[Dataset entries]
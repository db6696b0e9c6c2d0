//! Configuration management
//!
//! Settings are layered: built-in defaults, then a `.env` file in the working
//! directory, then the process environment, then an optional JSON file. Each
//! layer only overrides the fields it mentions.

use crate::core::options::{PostProcessor, YtdlpOptions};
use crate::error::{Result, YtdlError};
use crate::utils::paths::{ensure_dir, get_cache_dir};
use serde::de::DeserializeOwned;
use serde::{Deserialize, Serialize};
use serde_json::{Map, Value};
use std::fs;
use std::path::{Path, PathBuf};

/// Environment prefix; nested fields are separated by `__`
pub const ENV_PREFIX: &str = "YTDL_";
const NESTED_SEPARATOR: &str = "__";
const AUDIO_QUALITY_KBPS: &str = "192";

/// Settings for video/audio download
#[derive(Debug, Clone, PartialEq, Serialize, Deserialize)]
#[serde(default)]
pub struct DownloadSettings {
    /// yt-dlp format selector
    pub format: String,
    /// Output filename template
    pub output_template: String,
    pub output_dir: PathBuf,
    pub extract_audio: bool,
    pub audio_format: String,
    pub video_format: String,
    pub quality: String,
    /// e.g. "50M"
    pub max_filesize: Option<String>,
    /// Seconds
    pub max_duration: Option<u64>,
    /// yt-dlp item selection, e.g. "1:5,8"
    pub playlist_items: Option<String>,
    pub playlist_end: Option<u64>,
    pub playlist_start: Option<u64>,
}

impl Default for DownloadSettings {
    fn default() -> Self {
        Self {
            format: "best".into(),
            output_template: "%(title)s.%(ext)s".into(),
            output_dir: PathBuf::from("."),
            extract_audio: false,
            audio_format: "mp3".into(),
            video_format: "mp4".into(),
            quality: "best".into(),
            max_filesize: None,
            max_duration: None,
            playlist_items: None,
            playlist_end: None,
            playlist_start: Some(1),
        }
    }
}

/// Side files written next to the media
#[derive(Debug, Clone, PartialEq, Serialize, Deserialize)]
#[serde(default)]
pub struct MetadataSettings {
    pub write_info_json: bool,
    pub write_thumbnail: bool,
    pub write_description: bool,
    pub write_annotations: bool,
    pub write_subtitles: bool,
    pub subtitle_langs: Vec<String>,
}

impl Default for MetadataSettings {
    fn default() -> Self {
        Self {
            write_info_json: false,
            write_thumbnail: false,
            write_description: false,
            write_annotations: false,
            write_subtitles: false,
            subtitle_langs: vec!["en".into()],
        }
    }
}

/// User confirmation and rights settings
#[derive(Debug, Clone, PartialEq, Serialize, Deserialize)]
#[serde(default)]
pub struct UserSettings {
    pub confirm_rights: bool,
    pub skip_rights_check: bool,
    pub max_playlist_items: u64,
    pub allow_playlist_download: bool,
}

impl Default for UserSettings {
    fn default() -> Self {
        Self {
            confirm_rights: true,
            skip_rights_check: false,
            max_playlist_items: 10,
            allow_playlist_download: true,
        }
    }
}

/// Main application settings
#[derive(Debug, Clone, PartialEq, Serialize, Deserialize)]
#[serde(default)]
pub struct Settings {
    pub download: DownloadSettings,
    pub metadata: MetadataSettings,
    pub user: UserSettings,

    // yt-dlp knobs, forwarded as-is
    pub verbose: bool,
    pub quiet: bool,
    pub no_warnings: bool,
    pub ignore_errors: bool,
    pub retries: u32,
    pub fragment_retries: u32,
    pub buffer_size: u64,
    pub http_chunk_size: u64,

    pub cache_dir: PathBuf,
    pub temp_dir: Option<PathBuf>,
    /// yt-dlp executable, looked up on PATH when not absolute
    pub ytdlp_path: PathBuf,
}

impl Default for Settings {
    fn default() -> Self {
        Self {
            download: DownloadSettings::default(),
            metadata: MetadataSettings::default(),
            user: UserSettings::default(),
            verbose: false,
            quiet: false,
            no_warnings: false,
            ignore_errors: false,
            retries: 3,
            fragment_retries: 10,
            buffer_size: 1024,
            http_chunk_size: 1_048_576,
            cache_dir: get_cache_dir(),
            temp_dir: None,
            ytdlp_path: PathBuf::from("yt-dlp"),
        }
    }
}

impl Settings {
    /// Defaults overlaid with `.env`, the process environment and `config_file`
    pub fn load(config_file: Option<&Path>) -> Result<Self> {
        let mut vars = read_dotenv(Path::new(".env"));
        vars.extend(std::env::vars());
        Self::load_layered(vars, config_file)
    }

    /// Same as [`Settings::load`] with an explicit environment
    pub fn load_layered<I>(env: I, config_file: Option<&Path>) -> Result<Self>
    where
        I: IntoIterator<Item = (String, String)>,
    {
        let mut tree = serde_json::to_value(Self::default())?;
        apply_env_overrides::<Self, _>(&mut tree, env)?;

        if let Some(path) = config_file.filter(|p| p.exists()) {
            tracing::debug!(path = %path.display(), "Loading settings file");
            let overlay = read_json(path)?;
            merge_values(&mut tree, overlay);
        }

        let settings: Settings = serde_json::from_value(tree)
            .map_err(|e| YtdlError::InvalidConfig(e.to_string()))?;
        settings.validate()?;
        Ok(settings)
    }

    /// Load a saved settings file; a missing file yields defaults
    pub fn load_from_file(path: &Path) -> Result<Self> {
        if !path.exists() {
            return Ok(Self::default());
        }
        let settings: Settings = serde_json::from_value(read_json(path)?)
            .map_err(|e| YtdlError::InvalidConfig(format!("{}: {}", path.display(), e)))?;
        settings.validate()?;
        Ok(settings)
    }

    /// Save settings as pretty JSON
    pub fn save_to_file(&self, path: &Path) -> Result<()> {
        if let Some(parent) = path.parent().filter(|p| !p.as_os_str().is_empty()) {
            ensure_dir(parent)?;
        }
        fs::write(path, self.to_json()?)?;
        Ok(())
    }

    pub fn to_json(&self) -> Result<String> {
        Ok(serde_json::to_string_pretty(self)?)
    }

    pub fn validate(&self) -> Result<()> {
        if self.download.format.trim().is_empty() {
            return Err(YtdlError::InvalidConfig("Format cannot be empty".into()));
        }
        if self.user.max_playlist_items == 0 {
            return Err(YtdlError::InvalidConfig(
                "max_playlist_items must be at least 1".into(),
            ));
        }
        Ok(())
    }

    /// Translate settings into yt-dlp options
    pub fn ytdlp_options(&self) -> YtdlpOptions {
        let download = &self.download;
        let metadata = &self.metadata;

        let mut options = YtdlpOptions {
            format: download.format.clone(),
            output_template: download.output_dir.join(&download.output_template),
            retries: self.retries,
            fragment_retries: self.fragment_retries,
            buffer_size: self.buffer_size,
            http_chunk_size: self.http_chunk_size,
            quiet: self.quiet,
            verbose: self.verbose,
            no_warnings: self.no_warnings,
            ignore_errors: self.ignore_errors,
            cache_dir: Some(self.cache_dir.clone()),
            temp_dir: self.temp_dir.clone(),
            ..YtdlpOptions::default()
        };

        if download.extract_audio {
            options.format = "bestaudio/best".into();
            options.postprocessors.push(PostProcessor::ExtractAudio {
                codec: download.audio_format.clone(),
                quality: AUDIO_QUALITY_KBPS.into(),
            });
        }

        options.max_filesize = download.max_filesize.clone();
        options.max_duration = download.max_duration.filter(|d| *d > 0);

        options.playlist_items = download.playlist_items.clone();
        options.playlist_start = download.playlist_start.filter(|s| *s > 0);
        options.playlist_end = download.playlist_end.filter(|e| *e > 0);

        options.write_info_json = metadata.write_info_json;
        options.write_thumbnail = metadata.write_thumbnail;
        options.write_description = metadata.write_description;
        options.write_annotations = metadata.write_annotations;
        if metadata.write_subtitles {
            options.write_subtitles = true;
            options.subtitle_langs = metadata.subtitle_langs.clone();
        }

        options
    }
}

fn read_json(path: &Path) -> Result<Value> {
    let content = fs::read_to_string(path)?;
    serde_json::from_str(&content)
        .map_err(|e| YtdlError::InvalidConfig(format!("{}: {}", path.display(), e)))
}

/// Read `YTDL_*` assignments from a dotenv-style file, ignoring everything else
fn read_dotenv(path: &Path) -> Vec<(String, String)> {
    let Ok(content) = fs::read_to_string(path) else {
        return Vec::new();
    };
    parse_dotenv(&content)
}

fn parse_dotenv(content: &str) -> Vec<(String, String)> {
    content
        .lines()
        .map(str::trim)
        .filter(|line| !line.is_empty() && !line.starts_with('#'))
        .filter_map(|line| {
            let line = line.strip_prefix("export ").unwrap_or(line);
            let (key, value) = line.split_once('=')?;
            let key = key.trim();
            if !key.to_uppercase().starts_with(ENV_PREFIX) {
                return None;
            }
            let value = value.trim();
            let value = value
                .strip_prefix('"')
                .and_then(|v| v.strip_suffix('"'))
                .or_else(|| value.strip_prefix('\'').and_then(|v| v.strip_suffix('\'')))
                .unwrap_or(value);
            Some((key.to_string(), value.to_string()))
        })
        .collect()
}

/// Overlay `YTDL_*` variables onto a settings tree that deserializes as `T`
///
/// Keys are case-insensitive; `__` descends into nested objects. Keys that do
/// not name an existing field are ignored. A value that leaves the tree
/// unreadable as `T` is rejected with the variable's name.
pub fn apply_env_overrides<T, I>(tree: &mut Value, vars: I) -> Result<()>
where
    T: DeserializeOwned,
    I: IntoIterator<Item = (String, String)>,
{
    for (key, raw) in vars {
        let upper = key.to_uppercase();
        let Some(rest) = upper.strip_prefix(ENV_PREFIX) else {
            continue;
        };
        let path: Vec<String> = rest
            .split(NESTED_SEPARATOR)
            .map(|p| p.to_lowercase())
            .collect();

        let Some(slot) = lookup_mut(tree, &path) else {
            tracing::trace!(key = %key, "Ignoring unknown settings variable");
            continue;
        };

        let previous = slot.clone();
        let unset = previous.is_null();
        *slot = coerce_env_value(&previous, &raw)
            .ok_or_else(|| YtdlError::InvalidConfig(format!("{}: cannot parse '{}'", key, raw)))?;

        let mut checked = serde_json::from_value::<T>(tree.clone()).map(|_| ());
        if checked.is_err() && unset {
            // an unset optional field has no type to go by; fall back to text
            if let Some(slot) = lookup_mut(tree, &path) {
                *slot = Value::String(raw.trim().to_string());
            }
            checked = serde_json::from_value::<T>(tree.clone()).map(|_| ());
        }
        if let Err(e) = checked {
            return Err(YtdlError::InvalidConfig(format!(
                "{}: cannot use '{}': {}",
                key, raw, e
            )));
        }
    }
    Ok(())
}

fn lookup_mut<'a>(tree: &'a mut Value, path: &[String]) -> Option<&'a mut Value> {
    path.iter().try_fold(tree, |node, part| match node {
        Value::Object(map) => map.get_mut(part),
        _ => None,
    })
}

/// Parse an env string into the JSON type of the value it replaces
fn coerce_env_value(current: &Value, raw: &str) -> Option<Value> {
    let raw = raw.trim();
    match current {
        Value::Bool(_) => parse_bool(raw).map(Value::Bool),
        Value::Number(_) => raw.parse::<u64>().ok().map(Value::from),
        Value::String(_) => Some(Value::String(raw.to_string())),
        Value::Array(_) => {
            if raw.starts_with('[') {
                serde_json::from_str(raw).ok()
            } else {
                Some(Value::Array(
                    raw.split(',')
                        .map(str::trim)
                        .filter(|s| !s.is_empty())
                        .map(|s| Value::String(s.to_string()))
                        .collect(),
                ))
            }
        }
        Value::Object(_) => serde_json::from_str(raw).ok().filter(Value::is_object),
        Value::Null => Some(
            serde_json::from_str(raw).unwrap_or_else(|_| Value::String(raw.to_string())),
        ),
    }
}

fn parse_bool(raw: &str) -> Option<bool> {
    match raw.to_lowercase().as_str() {
        "true" | "1" | "yes" | "on" => Some(true),
        "false" | "0" | "no" | "off" => Some(false),
        _ => None,
    }
}

/// Deep-merge `overlay` into `base`; objects merge key by key, everything else replaces
fn merge_values(base: &mut Value, overlay: Value) {
    match (base, overlay) {
        (Value::Object(base_map), Value::Object(overlay_map)) => merge_maps(base_map, overlay_map),
        (base, overlay) => *base = overlay,
    }
}

fn merge_maps(base: &mut Map<String, Value>, overlay: Map<String, Value>) {
    for (key, value) in overlay {
        match base.get_mut(&key) {
            Some(existing) => merge_values(existing, value),
            None => {
                base.insert(key, value);
            }
        }
    }
}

What to do
Note each line above that holds "objects", then copy all of them.

Solved exercise
/// Keys are case-insensitive; `__` descends into nested objects. Keys that do
/// Deep-merge `overlay` into `base`; objects merge key by key, everything else replaces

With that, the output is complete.